# What to work on
Nothing but the lines below between the line holding "use serde::Deserialize;" and the line holding "impl Default for DiscoveryConfig", inclusive, should appear in the answer, each set down exactly.

# Task input

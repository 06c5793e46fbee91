//! TOML configuration parsing and validation.
//!
//! The configuration file (default `./config/discovery.toml`) has four
//! sections:
//!
//! | Section | Purpose |
//! |---------|---------|
//! | `[storage]` | persistent backend switch and connection string |
//! | `[discovery]` | refresh TTL, connector timeout, rate-limiter wait |
//! | `[logging]` | log level and output format |
//! | `[connectors.<type>.<name>]` | one table per connector instance |
//!
//! Every section is optional; an empty file yields a pure in-memory service
//! with no connectors.

use anyhow::{bail, Context, Result};
use serde::Deserialize;
use std::collections::BTreeMap;
use std::path::Path;
use std::time::Duration;

#[derive(Debug, Deserialize, Clone, Default)]
pub struct Config {
    #[serde(default)]
    pub storage: StorageConfig,
    #[serde(default)]
    pub discovery: DiscoveryConfig,
    #[serde(default)]
    pub logging: LoggingConfig,
    #[serde(default)]
    pub connectors: ConnectorsConfig,
}

#[derive(Debug, Deserialize, Clone, Default)]
pub struct StorageConfig {
    /// When false the service runs purely in memory.
    #[serde(default)]
    pub persistent_storage_enabled: bool,
    /// `sqlite:` URL or plain path of the catalog database.
    #[serde(default)]
    pub connection_string: Option<String>,
}

#[derive(Debug, Deserialize, Clone)]
pub struct DiscoveryConfig {
    /// Entries older than this are due for re-fetch.
    #[serde(default = "default_refresh_ttl_secs")]
    pub refresh_ttl_secs: u64,
    #[serde(default = "default_connector_timeout_secs")]
    pub connector_timeout_secs: u64,
    /// Longest a connector waits for a rate-limiter token per request.
    #[serde(default = "default_rate_limit_wait_secs")]
    pub rate_limit_wait_secs: u64,
}

impl Default for DiscoveryConfig {
    fn default() -> Self {
        Self {
            refresh_ttl_secs: default_refresh_ttl_secs(),
            connector_timeout_secs: default_connector_timeout_secs(),
            rate_limit_wait_secs: default_rate_limit_wait_secs(),
        }
    }
}

impl DiscoveryConfig {
    pub fn refresh_ttl(&self) -> Duration {
        Duration::from_secs(self.refresh_ttl_secs)
    }

    pub fn connector_timeout(&self) -> Duration {
        Duration::from_secs(self.connector_timeout_secs)
    }

    pub fn rate_limit_wait(&self) -> Duration {
        Duration::from_secs(self.rate_limit_wait_secs)
    }
}

fn default_refresh_ttl_secs() -> u64 {
    3600
}
fn default_connector_timeout_secs() -> u64 {
    30
}
fn default_rate_limit_wait_secs() -> u64 {
    10
}

#[derive(Debug, Deserialize, Clone)]
pub struct LoggingConfig {
    #[serde(default = "default_log_level")]
    pub level: String,
    #[serde(default)]
    pub json: bool,
}

impl Default for LoggingConfig {
    fn default() -> Self {
        Self {
            level: default_log_level(),
            json: false,
        }
    }
}

fn default_log_level() -> String {
    "info".to_string()
}

/// Connector instances keyed by instance name, one map per source type.
#[derive(Debug, Deserialize, Clone, Default)]
pub struct ConnectorsConfig {
    #[serde(default)]
    pub ine: BTreeMap<String, IneConnectorConfig>,
    #[serde(default)]
    pub aemet: BTreeMap<String, AemetConnectorConfig>,
    #[serde(default)]
    pub eurostat: BTreeMap<String, EurostatConnectorConfig>,
    #[serde(default)]
    pub climate: BTreeMap<String, ClimateConnectorConfig>,
}

impl ConnectorsConfig {
    pub fn is_empty(&self) -> bool {
        self.ine.is_empty()
            && self.aemet.is_empty()
            && self.eurostat.is_empty()
            && self.climate.is_empty()
    }
}

/// Settings every HTTP connector shares. Unset values fall back to the
/// defaults of the connector type (see [`SourceDefaults`]).
#[derive(Debug, Deserialize, Clone, Default)]
pub struct SourceConfig {
    #[serde(default)]
    pub base_url: Option<String>,
    #[serde(default)]
    pub api_key: Option<String>,
    /// Environment variable holding the API key.
    #[serde(default)]
    pub api_key_env: Option<String>,
    #[serde(default)]
    pub requests_per_window: Option<u32>,
    #[serde(default)]
    pub window_secs: Option<u64>,
    #[serde(default)]
    pub request_timeout_secs: Option<u64>,
    /// Upper bound on datasets taken from one listing.
    #[serde(default)]
    pub max_datasets: Option<usize>,
}

#[derive(Debug, Deserialize, Clone, Default)]
pub struct IneConnectorConfig {
    #[serde(flatten)]
    pub source: SourceConfig,
}

#[derive(Debug, Deserialize, Clone, Default)]
pub struct AemetConnectorConfig {
    #[serde(flatten)]
    pub source: SourceConfig,
    /// OpenData product paths, relative to the base URL.
    #[serde(default = "default_aemet_products")]
    pub products: Vec<String>,
}

fn default_aemet_products() -> Vec<String> {
    vec![
        "valores/climatologicos/inventarioestaciones/todasestaciones".to_string(),
        "observacion/convencional/todas".to_string(),
    ]
}

#[derive(Debug, Deserialize, Clone, Default)]
pub struct EurostatConnectorConfig {
    #[serde(flatten)]
    pub source: SourceConfig,
    /// Glob patterns over dataset codes (e.g. `"nama_10_*"`). Empty keeps all.
    #[serde(default)]
    pub include_codes: Vec<String>,
    /// Fetch JSON-stat dimensions for each dataset to build its schema.
    #[serde(default = "default_true")]
    pub resolve_dimensions: bool,
}

fn default_true() -> bool {
    true
}

#[derive(Debug, Deserialize, Clone, Default)]
pub struct ClimateConnectorConfig {
    #[serde(flatten)]
    pub source: SourceConfig,
    /// NetCDF file paths, relative to the base URL.
    #[serde(default)]
    pub files: Vec<String>,
    /// Bytes requested per file; must cover the NetCDF header.
    #[serde(default = "default_header_bytes")]
    pub header_bytes: u64,
}

fn default_header_bytes() -> u64 {
    64 * 1024
}

/// Type-level defaults applied when a [`SourceConfig`] leaves a value unset.
#[derive(Debug, Clone, Copy)]
pub struct SourceDefaults {
    pub base_url: &'static str,
    pub requests_per_window: u32,
    pub window_secs: u64,
    pub api_key_env: Option<&'static str>,
}

/// Fully resolved, immutable settings of one connector instance.
#[derive(Debug, Clone)]
pub struct ConnectorConfig {
    pub base_url: String,
    pub api_key: Option<String>,
    pub requests_per_window: u32,
    pub window: Duration,
    pub request_timeout: Duration,
    pub max_datasets: Option<usize>,
}

impl SourceConfig {
    /// Merge with the type defaults and read the API key from the
    /// environment when only `api_key_env` is given.
    pub fn resolve(&self, defaults: SourceDefaults) -> ConnectorConfig {
        let api_key = self.api_key.clone().or_else(|| {
            self.api_key_env
                .as_deref()
                .or(defaults.api_key_env)
                .and_then(|var| std::env::var(var).ok())
                .filter(|v| !v.trim().is_empty())
        });
        ConnectorConfig {
            base_url: self
                .base_url
                .clone()
                .unwrap_or_else(|| defaults.base_url.to_string())
                .trim_end_matches('/')
                .to_string(),
            api_key,
            requests_per_window: self
                .requests_per_window
                .unwrap_or(defaults.requests_per_window),
            window: Duration::from_secs(self.window_secs.unwrap_or(defaults.window_secs)),
            request_timeout: Duration::from_secs(self.request_timeout_secs.unwrap_or(20)),
            max_datasets: self.max_datasets,
        }
    }

    fn validate(&self, label: &str) -> Result<()> {
        if self.requests_per_window == Some(0) {
            bail!("{}: requests_per_window must be > 0", label);
        }
        if self.window_secs == Some(0) {
            bail!("{}: window_secs must be > 0", label);
        }
        if self.request_timeout_secs == Some(0) {
            bail!("{}: request_timeout_secs must be > 0", label);
        }
        Ok(())
    }
}

pub fn load_config(path: &Path) -> Result<Config> {
    let content = std::fs::read_to_string(path)
        .with_context(|| format!("Failed to read config file: {}", path.display()))?;

    let config: Config = toml::from_str(&content).with_context(|| "Failed to parse config file")?;
    validate(&config)?;
    Ok(config)
}

/// Upper bound for every `[discovery]` duration.
pub const MAX_DURATION_SECS: u64 = 10 * 365 * 24 * 60 * 60;

/// Check cross-field constraints that serde cannot express.
pub fn validate(config: &Config) -> Result<()> {
    if config.storage.persistent_storage_enabled
        && config
            .storage
            .connection_string
            .as_deref()
            .map_or(true, |s| s.trim().is_empty())
    {
        bail!("storage.connection_string is required when persistent_storage_enabled = true");
    }

    if config.discovery.connector_timeout_secs == 0 {
        bail!("discovery.connector_timeout_secs must be > 0");
    }
    for (key, value) in [
        ("refresh_ttl_secs", config.discovery.refresh_ttl_secs),
        ("connector_timeout_secs", config.discovery.connector_timeout_secs),
        ("rate_limit_wait_secs", config.discovery.rate_limit_wait_secs),
    ] {
        if value > MAX_DURATION_SECS {
            bail!("discovery.{} must be <= {} (ten years)", key, MAX_DURATION_SECS);
        }
    }

    for (name, cfg) in &config.connectors.ine {
        cfg.source.validate(&format!("connectors.ine.{}", name))?;
    }
    for (name, cfg) in &config.connectors.aemet {
        cfg.source.validate(&format!("connectors.aemet.{}", name))?;
        if cfg.products.is_empty() {
            bail!("connectors.aemet.{}: products must not be empty", name);
        }
    }
    for (name, cfg) in &config.connectors.eurostat {
        cfg.source.validate(&format!("connectors.eurostat.{}", name))?;
    }
    for (name, cfg) in &config.connectors.climate {
        cfg.source.validate(&format!("connectors.climate.{}", name))?;
        if cfg.files.is_empty() {
            bail!("connectors.climate.{}: files must not be empty", name);
        }
        if cfg.header_bytes < 32 {
            bail!("connectors.climate.{}: header_bytes must be >= 32", name);
        }
    }

    Ok(())
}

# Your solution
use serde::Deserialize;
use std::collections::BTreeMap;
use std::path::Path;
use std::time::Duration;

#[derive(Debug, Deserialize, Clone, Default)]
pub struct Config {
    #[serde(default)]
    pub storage: StorageConfig,
    #[serde(default)]
    pub discovery: DiscoveryConfig,
    #[serde(default)]
    pub logging: LoggingConfig,
    #[serde(default)]
    pub connectors: ConnectorsConfig,
}

#[derive(Debug, Deserialize, Clone, Default)]
pub struct StorageConfig {
    /// When false the service runs purely in memory.
    #[serde(default)]
    pub persistent_storage_enabled: bool,
    /// `sqlite:` URL or plain path of the catalog database.
    #[serde(default)]
    pub connection_string: Option<String>,
}

#[derive(Debug, Deserialize, Clone)]
pub struct DiscoveryConfig {
    /// Entries older than this are due for re-fetch.
    #[serde(default = "default_refresh_ttl_secs")]
    pub refresh_ttl_secs: u64,
    #[serde(default = "default_connector_timeout_secs")]
    pub connector_timeout_secs: u64,
    /// Longest a connector waits for a rate-limiter token per request.
    #[serde(default = "default_rate_limit_wait_secs")]
    pub rate_limit_wait_secs: u64,
}

impl Default for DiscoveryConfig {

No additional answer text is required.